■ ASSIGNMENT ■
Every line of the entries below from the one containing "armed wake-up whose" to the one containing "currently armed wake-ups", both ends included, must be written out exactly. No other line belongs in the answer.

■ SOURCE DATA ■
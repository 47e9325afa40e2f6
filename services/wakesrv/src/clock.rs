//! Wall-clock and wake-up timer abstraction
//!
//! The engine never reads system time or sleeps directly; it goes through
//! [`WakeClock`] so that scheduling behavior is deterministic under test.
//! `TokioClock` is the production implementation; `ManualClock` lets tests
//! drive time forward explicitly. The wake guarantee is reliable but possibly
//! late, never early.

use parking_lot::Mutex;
use std::collections::HashMap;
use std::sync::atomic::{AtomicI64, AtomicU64, Ordering};
use std::sync::Arc;
use std::time::Duration;
use tracing::debug;

/// Callback invoked when an armed wake-up fires
pub type WakeCallback = Box<dyn FnOnce() + Send + 'static>;

/// Opaque handle for an armed wake-up, used to cancel it
#[derive(Debug, Clone, Copy, PartialEq, Eq)]
pub struct TimerHandle(u64);

/// Clock collaborator: current time plus a one-shot "wake me at T" primitive
pub trait WakeClock: Send + Sync {
    /// Current wall-clock time in epoch milliseconds
    fn now_millis(&self) -> i64;

    /// Arm a one-shot wake-up at `at_epoch_millis`
    ///
    /// A past instant fires as soon as possible rather than being dropped.
    fn arm(&self, at_epoch_millis: i64, callback: WakeCallback) -> TimerHandle;

    /// Cancel an armed wake-up; unknown or already-fired handles are ignored
    fn disarm(&self, handle: TimerHandle);
}

/// Production clock backed by the system time and tokio timers
///
/// Must be used from within a tokio runtime.
pub struct TokioClock {
    next_handle: AtomicU64,
    tasks: Mutex<HashMap<u64, tokio::task::JoinHandle<()>>>,
}

impl TokioClock {
    pub fn new() -> Self {
        Self {
            next_handle: AtomicU64::new(1),
            tasks: Mutex::new(HashMap::new()),
        }
    }
}

impl Default for TokioClock {
    fn default() -> Self {
        Self::new()
    }
}

impl WakeClock for TokioClock {
    fn now_millis(&self) -> i64 {
        chrono::Utc::now().timestamp_millis()
    }

    fn arm(&self, at_epoch_millis: i64, callback: WakeCallback) -> TimerHandle {
        let handle_id = self.next_handle.fetch_add(1, Ordering::Relaxed);
        let delay_ms = (at_epoch_millis - self.now_millis()).max(0) as u64;

        let task = tokio::spawn(async move {
            tokio::time::sleep(Duration::from_millis(delay_ms)).await;
            callback();
        });

        let mut tasks = self.tasks.lock();
        tasks.retain(|_, t| !t.is_finished());
        tasks.insert(handle_id, task);

        debug!("armed wake-up {} in {}ms", handle_id, delay_ms);
        TimerHandle(handle_id)
    }

    fn disarm(&self, handle: TimerHandle) {
        if let Some(task) = self.tasks.lock().remove(&handle.0) {
            task.abort();
            debug!("disarmed wake-up {}", handle.0);
        }
    }
}

/// Test clock with explicitly driven time
///
/// `advance_to` moves the clock forward and fires every armed wake-up whose
/// instant has been reached, in instant order, synchronously.
pub struct ManualClock {
    now: AtomicI64,
    next_handle: AtomicU64,
    armed: Mutex<HashMap<u64, (i64, WakeCallback)>>,
}

impl ManualClock {
    pub fn new(start_millis: i64) -> Arc<Self> {
        Arc::new(Self {
            now: AtomicI64::new(start_millis),
            next_handle: AtomicU64::new(1),
            armed: Mutex::new(HashMap::new()),
        })
    }

    /// Advance the clock to `to_millis` and fire all due wake-ups
    pub fn advance_to(&self, to_millis: i64) {
        self.now.store(to_millis, Ordering::SeqCst);

        let mut due: Vec<(i64, u64, WakeCallback)> = {
            let mut armed = self.armed.lock();
            let keys: Vec<u64> = armed
                .iter()
                .filter(|(_, (at, _))| *at <= to_millis)
                .map(|(k, _)| *k)
                .collect();
            keys.into_iter()
                .filter_map(|k| armed.remove(&k).map(|(at, cb)| (at, k, cb)))
                .collect()
        };

        // Fire in instant order, handle id as tie-break, outside the lock
        due.sort_by_key(|(at, handle, _)| (*at, *handle));
        for (_, _, callback) in due {
            callback();
        }
    }

    /// Number of currently armed wake-ups
    pub fn armed_count(&self) -> usize {
        self.armed.lock().len()
    }
}

impl WakeClock for ManualClock {
    fn now_millis(&self) -> i64 {
        self.now.load(Ordering::SeqCst)
    }

    fn arm(&self, at_epoch_millis: i64, callback: WakeCallback) -> TimerHandle {
        let handle_id = self.next_handle.fetch_add(1, Ordering::Relaxed);
        self.armed
            .lock()
            .insert(handle_id, (at_epoch_millis, callback));
        TimerHandle(handle_id)
    }

    fn disarm(&self, handle: TimerHandle) {
        self.armed.lock().remove(&handle.0);
    }
}
//! Durable alarm storage

pub mod sqlite_store;

pub use sqlite_store::SqliteAlarmStore;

■ OUTPUT OF THE TASK ■
/// `advance_to` moves the clock forward and fires every armed wake-up whose
/// instant has been reached, in instant order, synchronously.
pub struct ManualClock {
    now: AtomicI64,
    next_handle: AtomicU64,
    armed: Mutex<HashMap<u64, (i64, WakeCallback)>>,
}

impl ManualClock {
    pub fn new(start_millis: i64) -> Arc<Self> {
        Arc::new(Self {
            now: AtomicI64::new(start_millis),
            next_handle: AtomicU64::new(1),
            armed: Mutex::new(HashMap::new()),
        })
    }

    /// Advance the clock to `to_millis` and fire all due wake-ups
    pub fn advance_to(&self, to_millis: i64) {
        self.now.store(to_millis, Ordering::SeqCst);

        let mut due: Vec<(i64, u64, WakeCallback)> = {
            let mut armed = self.armed.lock();
            let keys: Vec<u64> = armed
                .iter()
                .filter(|(_, (at, _))| *at <= to_millis)
                .map(|(k, _)| *k)
                .collect();
            keys.into_iter()
                .filter_map(|k| armed.remove(&k).map(|(at, cb)| (at, k, cb)))
                .collect()
        };

        // Fire in instant order, handle id as tie-break, outside the lock
        due.sort_by_key(|(at, handle, _)| (*at, *handle));
        for (_, _, callback) in due {
            callback();
        }
    }

    /// Number of currently armed wake-ups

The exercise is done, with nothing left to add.